とはいっても、目に入るのは木々の影ぐらいで、それが巨大な生き物に見えてくるぐらいには、和彦は不安感に支配されていた。
どこに連れて行かれているのかは、すでにわかっている。ただ、なぜその場所なのかはわからない。
後部座席に並んで座る守光は、雪が見たくなったからだと言っていたが、そんな説明を和彦が信じるとは、端から思っていないだろう。和彦の理解と納得など、必要としていないのだ。ただおとなしく運ばれればいいと、それだけを求めている。
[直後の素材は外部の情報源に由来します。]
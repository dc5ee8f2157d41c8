//! Error types for nmtkit-core.

use std::path::{Path, PathBuf};

/// Result type alias for nmtkit-core operations.
pub type Result<T> = std::result::Result<T, Error>;

/// Errors that can occur while loading configuration or setting up services.
#[derive(Debug, thiserror::Error)]
#[non_exhaustive]
pub enum Error {
    /// I/O error without path context.
    #[error("I/O error: {0}")]
    Io(#[from] std::io::Error),

    /// I/O error on a specific file.
    #[error("I/O error at {}: {source}", path.display())]
    IoWithPath {
        /// File that could not be read.
        path: PathBuf,
        /// Underlying I/O error.
        #[source]
        source: std::io::Error,
    },

    /// YAML parse or deserialization error.
    #[error("YAML error: {0}")]
    Yaml(#[from] serde_yaml::Error),

    /// Configuration is present but not usable.
    #[error("Configuration error: {message}")]
    Config {
        /// What configuration is problematic.
        message: String,
    },
}

impl Error {
    /// Creates a new configuration error.
    pub fn config<S: Into<String>>(message: S) -> Self {
        Error::Config {
            message: message.into(),
        }
    }

    /// Wraps an I/O error with the path it occurred on.
    pub fn io_with_path(source: std::io::Error, path: impl AsRef<Path>) -> Self {
        Error::IoWithPath {
            path: path.as_ref().to_path_buf(),
            source,
        }
    }
}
木の枝に積もった雪が風でハラハラと散る光景を、視界の隅に捉える。今は止んではいるが、この様子だと少し前までけっこうな勢いで降っていたのかもしれない。道全体が白く染まっている。ただ、運転は慎重ではあるが、移動が困難なほどの積雪にはまだなっていない。
前方を走っていた車が停止し、人が降りる。何をしているのかと見るまでもない。道を塞いでいたガードフェンスを移動させているのだ。和彦も知っている手順だった。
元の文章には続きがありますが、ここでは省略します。